─── INPUT MATERIAL ───

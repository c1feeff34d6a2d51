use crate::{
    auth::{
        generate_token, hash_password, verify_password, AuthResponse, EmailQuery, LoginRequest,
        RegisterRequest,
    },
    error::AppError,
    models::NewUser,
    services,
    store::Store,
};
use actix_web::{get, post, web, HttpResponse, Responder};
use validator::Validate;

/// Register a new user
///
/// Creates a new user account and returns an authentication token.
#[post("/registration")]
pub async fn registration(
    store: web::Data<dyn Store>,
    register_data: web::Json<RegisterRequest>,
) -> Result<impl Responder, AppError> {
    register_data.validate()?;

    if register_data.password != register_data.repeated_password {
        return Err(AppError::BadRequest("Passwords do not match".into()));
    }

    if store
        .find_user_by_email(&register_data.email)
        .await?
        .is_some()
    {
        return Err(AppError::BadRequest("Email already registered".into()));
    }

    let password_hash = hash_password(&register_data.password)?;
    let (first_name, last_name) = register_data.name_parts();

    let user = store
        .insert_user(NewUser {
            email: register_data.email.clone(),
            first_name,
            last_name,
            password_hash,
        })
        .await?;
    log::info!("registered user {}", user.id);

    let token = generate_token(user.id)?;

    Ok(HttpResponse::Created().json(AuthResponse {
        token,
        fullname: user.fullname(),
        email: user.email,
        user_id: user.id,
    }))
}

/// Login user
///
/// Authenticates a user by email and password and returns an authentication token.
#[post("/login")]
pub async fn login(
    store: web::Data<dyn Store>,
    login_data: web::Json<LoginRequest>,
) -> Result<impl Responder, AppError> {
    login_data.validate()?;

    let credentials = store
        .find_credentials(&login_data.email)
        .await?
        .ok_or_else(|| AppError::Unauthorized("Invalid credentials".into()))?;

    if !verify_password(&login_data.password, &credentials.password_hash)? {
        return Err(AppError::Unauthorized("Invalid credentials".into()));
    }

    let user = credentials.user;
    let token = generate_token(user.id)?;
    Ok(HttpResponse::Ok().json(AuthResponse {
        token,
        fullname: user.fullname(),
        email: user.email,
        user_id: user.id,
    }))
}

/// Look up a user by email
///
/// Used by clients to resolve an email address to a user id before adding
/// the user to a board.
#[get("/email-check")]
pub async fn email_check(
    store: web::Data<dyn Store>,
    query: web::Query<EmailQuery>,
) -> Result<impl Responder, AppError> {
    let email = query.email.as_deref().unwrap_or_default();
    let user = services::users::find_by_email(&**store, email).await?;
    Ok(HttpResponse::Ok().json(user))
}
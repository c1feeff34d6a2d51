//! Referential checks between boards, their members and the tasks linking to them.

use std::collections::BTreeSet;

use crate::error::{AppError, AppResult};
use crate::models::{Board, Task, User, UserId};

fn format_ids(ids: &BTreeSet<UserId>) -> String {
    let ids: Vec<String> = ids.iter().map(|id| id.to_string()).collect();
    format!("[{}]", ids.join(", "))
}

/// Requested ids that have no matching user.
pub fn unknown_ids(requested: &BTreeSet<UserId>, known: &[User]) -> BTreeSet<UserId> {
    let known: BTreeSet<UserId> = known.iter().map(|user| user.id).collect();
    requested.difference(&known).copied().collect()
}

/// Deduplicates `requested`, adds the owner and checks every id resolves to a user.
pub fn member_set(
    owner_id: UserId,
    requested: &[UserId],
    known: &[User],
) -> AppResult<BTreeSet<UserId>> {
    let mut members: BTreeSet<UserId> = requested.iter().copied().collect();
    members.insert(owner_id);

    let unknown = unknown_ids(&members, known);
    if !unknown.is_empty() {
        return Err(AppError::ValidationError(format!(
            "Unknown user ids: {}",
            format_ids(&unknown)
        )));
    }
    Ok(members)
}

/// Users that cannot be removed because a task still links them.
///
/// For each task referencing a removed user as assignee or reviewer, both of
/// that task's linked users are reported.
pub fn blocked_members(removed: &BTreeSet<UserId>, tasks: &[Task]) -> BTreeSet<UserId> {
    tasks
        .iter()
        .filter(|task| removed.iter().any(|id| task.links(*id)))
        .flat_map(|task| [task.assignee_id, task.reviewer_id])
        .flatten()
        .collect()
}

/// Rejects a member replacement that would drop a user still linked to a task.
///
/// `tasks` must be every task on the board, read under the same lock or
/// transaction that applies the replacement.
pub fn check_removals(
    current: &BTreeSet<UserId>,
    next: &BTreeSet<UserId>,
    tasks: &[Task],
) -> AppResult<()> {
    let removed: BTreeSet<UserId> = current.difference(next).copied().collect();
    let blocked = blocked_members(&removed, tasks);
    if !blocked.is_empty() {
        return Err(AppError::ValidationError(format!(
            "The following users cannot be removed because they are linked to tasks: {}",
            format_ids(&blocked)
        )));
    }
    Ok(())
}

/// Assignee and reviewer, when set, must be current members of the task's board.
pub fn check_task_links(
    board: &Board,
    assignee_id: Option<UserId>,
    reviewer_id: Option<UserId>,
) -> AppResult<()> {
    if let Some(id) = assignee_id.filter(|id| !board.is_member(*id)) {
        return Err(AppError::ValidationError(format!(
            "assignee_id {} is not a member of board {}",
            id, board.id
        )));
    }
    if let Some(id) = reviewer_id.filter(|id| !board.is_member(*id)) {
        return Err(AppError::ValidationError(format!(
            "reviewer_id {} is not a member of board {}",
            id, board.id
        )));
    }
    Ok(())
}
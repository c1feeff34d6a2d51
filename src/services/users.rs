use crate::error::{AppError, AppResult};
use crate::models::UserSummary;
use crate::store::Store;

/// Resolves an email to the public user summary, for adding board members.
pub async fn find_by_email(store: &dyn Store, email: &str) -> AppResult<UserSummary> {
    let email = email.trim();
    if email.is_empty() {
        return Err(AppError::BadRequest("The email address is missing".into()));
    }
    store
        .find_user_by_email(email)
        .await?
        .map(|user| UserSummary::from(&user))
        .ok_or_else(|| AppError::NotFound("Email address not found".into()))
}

───

» **WORK TO COMPLETE**: Produce a word-for-word restatement of all the records.

» **YOUR RESPONSE**:
repository c1feeff34d6a2d51
use crate::{
    auth::{
        generate_token, hash_password, verify_password, AuthResponse, EmailQuery, LoginRequest,
        RegisterRequest,
    },
    error::AppError,
    models::NewUser,
    services,
    store::Store,
};
use actix_web::{get, post, web, HttpResponse, Responder};
use validator::Validate;

/// Register a new user
///
/// Creates a new user account and returns an authentication token.
#[post("/registration")]
pub async fn registration(
    store: web::Data<dyn Store>,
    register_data: web::Json<RegisterRequest>,
) -> Result<impl Responder, AppError> {
    register_data.validate()?;

    if register_data.password != register_data.repeated_password {
        return Err(AppError::BadRequest("Passwords do not match".into()));
    }

    if store
        .find_user_by_email(&register_data.email)
        .await?
        .is_some()
    {
        return Err(AppError::BadRequest("Email already registered".into()));
    }

    let password_hash = hash_password(&register_data.password)?;
    let (first_name, last_name) = register_data.name_parts();

    let user = store
        .insert_user(NewUser {
            email: register_data.email.clone(),
            first_name,
            last_name,
            password_hash,
        })
        .await?;
    log::info!("registered user {}", user.id);

    let token = generate_token(user.id)?;

    Ok(HttpResponse::Created().json(AuthResponse {
        token,
        fullname: user.fullname(),
        email: user.email,
        user_id: user.id,
    }))
}

/// Login user
///
/// Authenticates a user by email and password and returns an authentication token.
#[post("/login")]
pub async fn login(
    store: web::Data<dyn Store>,
    login_data: web::Json<LoginRequest>,
) -> Result<impl Responder, AppError> {
    login_data.validate()?;

    let credentials = store
        .find_credentials(&login_data.email)
        .await?
        .ok_or_else(|| AppError::Unauthorized("Invalid credentials".into()))?;

    if !verify_password(&login_data.password, &credentials.password_hash)? {
        return Err(AppError::Unauthorized("Invalid credentials".into()));
    }

    let user = credentials.user;
    let token = generate_token(user.id)?;
    Ok(HttpResponse::Ok().json(AuthResponse {
        token,
        fullname: user.fullname(),
        email: user.email,
        user_id: user.id,
    }))
}

/// Look up a user by email
///
/// Used by clients to resolve an email address to a user id before adding
/// the user to a board.
#[get("/email-check")]
pub async fn email_check(
    store: web::Data<dyn Store>,
    query: web::Query<EmailQuery>,
) -> Result<impl Responder, AppError> {
    let email = query.email.as_deref().unwrap_or_default();
    let user = services::users::find_by_email(&**store, email).await?;
    Ok(HttpResponse::Ok().json(user))
}
repository c1feeff34d6a2d51
//! Referential checks between boards, their members and the tasks linking to them.

use std::collections::BTreeSet;

use crate::error::{AppError, AppResult};
use crate::models::{Board, Task, User, UserId};

fn format_ids(ids: &BTreeSet<UserId>) -> String {
    let ids: Vec<String> = ids.iter().map(|id| id.to_string()).collect();
    format!("[{}]", ids.join(", "))
}

/// Requested ids that have no matching user.
pub fn unknown_ids(requested: &BTreeSet<UserId>, known: &[User]) -> BTreeSet<UserId> {
    let known: BTreeSet<UserId> = known.iter().map(|user| user.id).collect();
    requested.difference(&known).copied().collect()
}

/// Deduplicates `requested`, adds the owner and checks every id resolves to a user.
pub fn member_set(
    owner_id: UserId,
    requested: &[UserId],
    known: &[User],
) -> AppResult<BTreeSet<UserId>> {
    let mut members: BTreeSet<UserId> = requested.iter().copied().collect();
    members.insert(owner_id);

    let unknown = unknown_ids(&members, known);
    if !unknown.is_empty() {
        return Err(AppError::ValidationError(format!(
            "Unknown user ids: {}",
            format_ids(&unknown)
        )));
    }
    Ok(members)
}

/// Users that cannot be removed because a task still links them.
///
/// For each task referencing a removed user as assignee or reviewer, both of
/// that task's linked users are reported.
pub fn blocked_members(removed: &BTreeSet<UserId>, tasks: &[Task]) -> BTreeSet<UserId> {
    tasks
        .iter()
        .filter(|task| removed.iter().any(|id| task.links(*id)))
        .flat_map(|task| [task.assignee_id, task.reviewer_id])
        .flatten()
        .collect()
}

/// Rejects a member replacement that would drop a user still linked to a task.
///
/// `tasks` must be every task on the board, read under the same lock or
/// transaction that applies the replacement.
pub fn check_removals(
    current: &BTreeSet<UserId>,
    next: &BTreeSet<UserId>,
    tasks: &[Task],
) -> AppResult<()> {
    let removed: BTreeSet<UserId> = current.difference(next).copied().collect();
    let blocked = blocked_members(&removed, tasks);
    if !blocked.is_empty() {
        return Err(AppError::ValidationError(format!(
            "The following users cannot be removed because they are linked to tasks: {}",
            format_ids(&blocked)
        )));
    }
    Ok(())
}

/// Assignee and reviewer, when set, must be current members of the task's board.
pub fn check_task_links(
    board: &Board,
    assignee_id: Option<UserId>,
    reviewer_id: Option<UserId>,
) -> AppResult<()> {
    if let Some(id) = assignee_id.filter(|id| !board.is_member(*id)) {
        return Err(AppError::ValidationError(format!(
            "assignee_id {} is not a member of board {}",
            id, board.id
        )));
    }
    if let Some(id) = reviewer_id.filter(|id| !board.is_member(*id)) {
        return Err(AppError::ValidationError(format!(
            "reviewer_id {} is not a member of board {}",
            id, board.id
        )));
    }
    Ok(())
}
repository c1feeff34d6a2d51
filename src/services/users.rs
use crate::error::{AppError, AppResult};
use crate::models::UserSummary;
use crate::store::Store;

/// Resolves an email to the public user summary, for adding board members.
pub async fn find_by_email(store: &dyn Store, email: &str) -> AppResult<UserSummary> {
    let email = email.trim();
    if email.is_empty() {
        return Err(AppError::BadRequest("The email address is missing".into()));
    }
    store
        .find_user_by_email(email)
        .await?
        .map(|user| UserSummary::from(&user))
        .ok_or_else(|| AppError::NotFound("Email address not found".into()))
}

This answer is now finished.